(Records contained in a dataset)
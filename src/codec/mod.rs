/*! Whole-buffer Huffman compression.

Compression counts the input, builds a tree and code table from the counts,
and packs the input through the table. The container written out carries the
table alongside the payload, so decompression needs nothing but the container
itself. */

pub mod decoder;
pub mod encoder;

pub use decoder::{decompress, DecodeError, DecodeTrie, Decoder};
pub use encoder::{compress, EncodeError, Encoder};

#[cfg(test)]
mod tests {
  use super::*;

  use quickcheck_macros::quickcheck;
  use rand::Rng;

  fn roundtrip(data: &[u8]) -> Vec<u8> {
    let encoded = compress(data).unwrap();
    decompress(&encoded).unwrap()
  }

  #[test]
  pub fn toplevel_roundtrip_1() {
    let data: Vec<u8> = "hellohellohelloIamGeronimohello".into();
    assert_eq!(roundtrip(&data), data);
  }

  #[test]
  pub fn toplevel_roundtrip_2() {
    let data: Vec<u8> = "Entire any had depend and figure winter. Change stairs and men likely wisdom new happen piqued six. Now taken him timed sex world get. Enjoyed married an feeling delight pursuit as offered. As admire roused length likely played pretty to no. Means had joy miles her merry solid order.".into();
    assert_eq!(roundtrip(&data), data);
  }

  #[test]
  pub fn toplevel_roundtrip_3() {
    let data = vec![
      0, 1, 2, 3, 4, 5, 6, 7, 8, 10, 11, 12, 13, 14, 15, 16, 17, 18,
    ];
    assert_eq!(roundtrip(&data), data);
  }

  #[test]
  fn every_byte_value() {
    let data: Vec<u8> = (0..=255u8).chain((0..=255u8).rev()).collect();
    assert_eq!(roundtrip(&data), data);
  }

  #[test]
  fn round_trip_randomlike() {
    let mut rng = rand::thread_rng();
    for _ in 0..10 {
      let len = rng.gen_range(0..4096);
      let testvec: Vec<u8> = (0..len).map(|_| rng.gen::<u8>()).collect();
      assert_eq!(roundtrip(&testvec), testvec);
    }
  }

  #[test]
  fn round_trip_skewed() {
    // Long runs of a few symbols produce deep, lopsided trees
    let mut rng = rand::thread_rng();
    let mut testvec = Vec::new();
    for i in 0..20u32 {
      let run = 1usize << (i % 12);
      testvec.extend(std::iter::repeat(i as u8).take(run));
      testvec.push(rng.gen::<u8>());
    }
    assert_eq!(roundtrip(&testvec), testvec);
  }

  #[test]
  fn known_vector_container() {
    let packed = compress(b"aaabbbbcc").unwrap();
    let table = br#"{"97":"11","98":"0","99":"10"}"#;
    let mut expect = vec![0, 0, 0, 2, 0, 0, 0, table.len() as u8];
    expect.extend_from_slice(table);
    expect.extend_from_slice(&[0b1111_1100, 0b0010_1000]);
    assert_eq!(packed, expect);
    assert_eq!(decompress(&packed).unwrap(), b"aaabbbbcc".to_vec());
  }

  #[test]
  fn single_symbol_container() {
    let packed = compress(b"aaaa").unwrap();
    let container = crate::container::Container::new_from_container_data(&packed).unwrap();
    let table = crate::huff_tree::CodeTable::deserialize(container.table_bytes()).unwrap();
    assert_eq!(table.get(b'a'), Some(&[0u8][..]));
    assert_eq!(container.payload_bits(), 4);
    assert_eq!(decompress(&packed).unwrap(), b"aaaa".to_vec());
  }

  #[test]
  fn empty_roundtrip() {
    assert_eq!(roundtrip(b""), Vec::<u8>::new());
  }

  #[test]
  fn truncated_payload_is_detected() {
    // b=0 a=11 c=10. Without the last byte, the two padding bits come off the
    // first byte instead, which cuts the c after its first bit.
    let data = b"baacbbbac";
    let packed = compress(data).unwrap();
    assert_eq!(&packed[packed.len() - 2..], &[0b0111_1100, 0b0011_1000][..]);
    let truncated = &packed[..packed.len() - 1];
    assert!(matches!(
      decompress(truncated),
      Err(DecodeError::UnresolvableBits(5))
    ));
  }

  #[test]
  fn dropping_a_lone_payload_byte_is_detected() {
    // Each of these packs into exactly one payload byte
    let cases: [(&[u8], u8); 4] = [
      (b"aaaaaaaa", 0),
      (b"abababab", 0),
      (b"aaaa", 4),
      (b"ab", 6),
    ];
    for &(data, padding) in cases.iter() {
      let packed = compress(data).unwrap();
      let container = crate::container::Container::new_from_container_data(&packed).unwrap();
      assert_eq!(container.payload().len(), 1);
      assert_eq!(container.padding(), padding);

      let truncated = &packed[..packed.len() - 1];
      assert!(
        matches!(decompress(truncated), Err(DecodeError::UnresolvableBits(0))),
        "input {:?}",
        data
      );
    }
  }

  #[test]
  fn header_faults() {
    let packed = compress(b"hellohello").unwrap();
    assert!(matches!(
      decompress(&packed[..5]),
      Err(DecodeError::MalformedHeader(_))
    ));

    let mut long_table = packed.clone();
    long_table[7] = long_table[7].wrapping_add(100);
    assert!(matches!(
      decompress(&long_table),
      Err(DecodeError::MalformedHeader(_))
    ));

    let mut bad_padding = packed;
    bad_padding[3] = 9;
    assert!(matches!(
      decompress(&bad_padding),
      Err(DecodeError::InvalidPadding(9, _))
    ));
  }

  #[quickcheck]
  fn prop_roundtrip(data: Vec<u8>) -> bool {
    roundtrip(&data) == data
  }

  #[quickcheck]
  fn prop_single_symbol_roundtrip(sym: u8, n: u8) -> bool {
    let data = vec![sym; n as usize];
    roundtrip(&data) == data
  }

  #[quickcheck]
  fn prop_truncation_never_yields_the_input(data: Vec<u8>) -> bool {
    if data.is_empty() {
      return true;
    }
    let packed = compress(&data).unwrap();
    let truncated = &packed[..packed.len() - 1];
    match decompress(truncated) {
      Ok(out) => out != data,
      Err(_) => true,
    }
  }

  #[quickcheck]
  fn prop_output_ignores_input_order(mut data: Vec<u8>) -> bool {
    // The table depends only on the counts
    let forward = Encoder::from_data(&data).table().serialize().unwrap();
    data.reverse();
    let backward = Encoder::from_data(&data).table().serialize().unwrap();
    data.sort_unstable();
    let sorted = Encoder::from_data(&data).table().serialize().unwrap();
    forward == backward && backward == sorted
  }
}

WORK REQUIRED =>
In the data above, tally the lines that contain the string "crate" and give that figure alone.

EXERCISE ANSWER =>
3